February 20, 2026
·
12 min read
How an AI SEO agency runs keyword research
An explainer on how an AI SEO agency runs keyword research end to end—turn inputs into expanded seed sets, classify intent from SERPs, score difficulty vs. opportunity, cluster into topics, and convert priorities into page maps and an operational workflow.

If your keyword research ends with a giant spreadsheet, you’re not doing research—you’re just collecting words. The hard part is translating messy signals (site data, SERPs, competitors, and risk constraints) into decisions you can publish and measure.
This explainer shows how an AI SEO agency does it systematically: what inputs it starts with, how it expands and cleans seeds, how it labels intent using SERPs, and how it scores and clusters keywords into topics. You’ll also see how those outputs become a prioritization matrix, page mapping plan, and a repeatable workflow.
Research Inputs
Keyword research is only as good as the inputs you feed it. An AI SEO agency treats inputs like constraints, because constraints decide what keywords even count as “good.”
Business primitives
You start with business facts, because “traffic” is not a goal.

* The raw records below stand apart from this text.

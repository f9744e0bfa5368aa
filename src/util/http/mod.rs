use std::time::{Duration, Instant};

use anyhow::{anyhow, Result};
use async_trait::async_trait;
use once_cell::sync::Lazy;
use reqwest::{Client, Method, RequestBuilder, Response, Url};
use serde::de::DeserializeOwned;

use crate::{config, error::Error, logging::Logger, util};

pub mod element;

static LOGGER: Lazy<Logger> = Lazy::new(|| Logger::new("http"));

/// 回應內容的文字編碼
///
/// 國際證券辨識號碼一覽表仍使用 Big5，其他站台皆為 UTF-8。
#[derive(Debug, Copy, Clone, PartialEq, Eq, Default)]
pub enum Decoder {
    #[default]
    Utf8,
    Big5,
}

impl Decoder {
    pub fn decode(&self, data: &[u8]) -> String {
        match self {
            Decoder::Utf8 => util::text::utf8_lossy(data),
            Decoder::Big5 => util::text::big5_2_utf8(data),
        }
    }
}

/// Reads a response body through a [`Decoder`].
#[async_trait]
pub trait TextDecode {
    async fn text_decode(self, decoder: Decoder) -> Result<String>;
}

#[async_trait]
impl TextDecode for Response {
    async fn text_decode(self, decoder: Decoder) -> Result<String> {
        let bytes = self
            .bytes()
            .await
            .map_err(|why| anyhow!("Error reading response body: {:?}", why))?;

        Ok(decoder.decode(bytes.as_ref()))
    }
}

/// Builds the reqwest client shared by every request of a [`crate::Client`].
pub fn build_client(settings: &config::Http) -> Result<Client> {
    // reqwest 使用 rustls-no-provider，需要先安裝 crypto provider，重複安裝會回傳 Err
    let _ = rustls::crypto::ring::default_provider().install_default();

    Client::builder()
        // ===== 壓縮 =====
        .brotli(true)
        .gzip(true)
        .zstd(true)
        // ===== 超時設置 =====
        .connect_timeout(Duration::from_secs(settings.connect_timeout_secs))
        .timeout(Duration::from_secs(settings.timeout_secs))
        // ===== TCP 優化 =====
        .tcp_nodelay(true)
        .tcp_keepalive(Duration::from_secs(60))
        // ===== 連接池 =====
        .pool_max_idle_per_host(20)
        .pool_idle_timeout(Duration::from_secs(90))
        // ===== Cookie 和重定向 =====
        .cookie_store(true)
        .redirect(reqwest::redirect::Policy::limited(5))
        // ===== Headers =====
        .referer(true)
        .user_agent(settings.user_agent.as_str())
        .build()
        .map_err(|e| anyhow!("Failed to create reqwest client: {:?}", e))
}

/// Performs an HTTP GET request and deserializes the JSON response into the specified type.
pub async fn get_json<RES: DeserializeOwned>(client: &Client, url: Url) -> Result<RES> {
    let response = send(client, Method::GET, url.clone(), None::<fn(RequestBuilder) -> RequestBuilder>).await?;
    let body = response
        .text()
        .await
        .map_err(|e| anyhow!("Error reading response body from {}: {:?}", url, e))?;

    serde_json::from_str(&body)
        .map_err(|e| anyhow!("Error parsing response JSON from {}: {:?}", url, e))
}

/// Performs an HTTP GET request and returns the body decoded with `decoder`.
pub async fn get_text(client: &Client, url: Url, decoder: Decoder) -> Result<String> {
    send(client, Method::GET, url, None::<fn(RequestBuilder) -> RequestBuilder>)
        .await?
        .text_decode(decoder)
        .await
}

/// Performs an HTTP POST request with a form-encoded body and returns the
/// body decoded with `decoder`.
pub async fn post_form_text(
    client: &Client,
    url: Url,
    params: &[(&str, &str)],
    decoder: Decoder,
) -> Result<String> {
    send(
        client,
        Method::POST,
        url,
        Some(move |rb: RequestBuilder| rb.form(params)),
    )
    .await?
    .text_decode(decoder)
    .await
}

/// Sends one HTTP request. A status outside 200..=299 becomes
/// [`Error::HttpStatus`]; there is no retry.
async fn send(
    client: &Client,
    method: Method,
    url: Url,
    body: Option<impl FnOnce(RequestBuilder) -> RequestBuilder>,
) -> Result<Response> {
    let visit_log = format!("{}:{}", method, url);
    let mut rb = client.request(method.clone(), url.clone());

    if let Some(body_fn) = body {
        rb = body_fn(rb);
    }

    let start = Instant::now();
    let res = rb.send().await;
    let elapsed = start.elapsed().as_millis();

    let response = match res {
        Ok(response) => response,
        Err(why) => {
            LOGGER.error(format!("{} failed because {:?}. {} ms", visit_log, why, elapsed));
            return Err(anyhow!("Failed to send request to {} because {:?}", url, why));
        }
    };

    let status = response.status();
    LOGGER.info(format!("{} {} {} ms", visit_log, status.as_u16(), elapsed));

    if !status.is_success() {
        return Err(Error::HttpStatus {
            method: method.to_string(),
            url: url.to_string(),
            status: status.as_u16(),
        }
        .into());
    }

    Ok(response)
}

A keyword is only valuable when it matches your offer and your economics, like “emergency plumber Austin” versus “how to fix a leaky faucet.”
Turn primitives into constraints:
- Offer → problems you solve, in buyer language
- ICP → roles, industries, deal size, pain severity
- Margins → max CAC, payback window, LTV tolerance
- Geography → countries, cities, service radius, languages
- Seasonality → peak months, budget cycles, weather spikes
The tighter these are, the fewer keywords you regret ranking for.
Site evidence
Your site already contains demand signals and hard limits. You mine first-party data to see what Google thinks you deserve.
- Search Console queries and pages
- Analytics landing pages and paths
- Server logs and crawl patterns
- Internal search terms and refinements
- Index coverage and exclusions
If coverage is weak, fix indexation before you expand targets.
SERP environment
Keywords live inside SERPs, not spreadsheets. You profile the current results to estimate effort, timeline, and the real intent behind the query.
Capture the SERP environment:
- True competitors, not just category peers
- SERP features stealing clicks, like maps or AI overviews
- Content formats winning, like tools or listicles
- Intent volatility across days and devices
If the SERP is unstable, your “perfect” keyword may be a moving target.
Risk guardrails
Guardrails prevent rankings that create legal risk or wasted work. You define what the model must avoid, before it suggests anything.
- Flag YMYL topics and require expert review.
- Block brand-unsafe themes and prohibited claims.
- Apply compliance rules, like HIPAA, FINRA, or local ads law.
- Prevent cannibalization with one intent per URL.
- Set “no-target” lists for low-value or high-support queries.
The fastest keyword win is the one you never chase.
Seed Expansion Engine
Agencies win keyword research by building a huge candidate set, then making it clean enough to score. You want models for breadth, but you need deterministic sources for reality checks.
Seed generation
You need strong seeds or the model wanders into trivia. Seeds anchor intent around what you sell and what your pages already cover.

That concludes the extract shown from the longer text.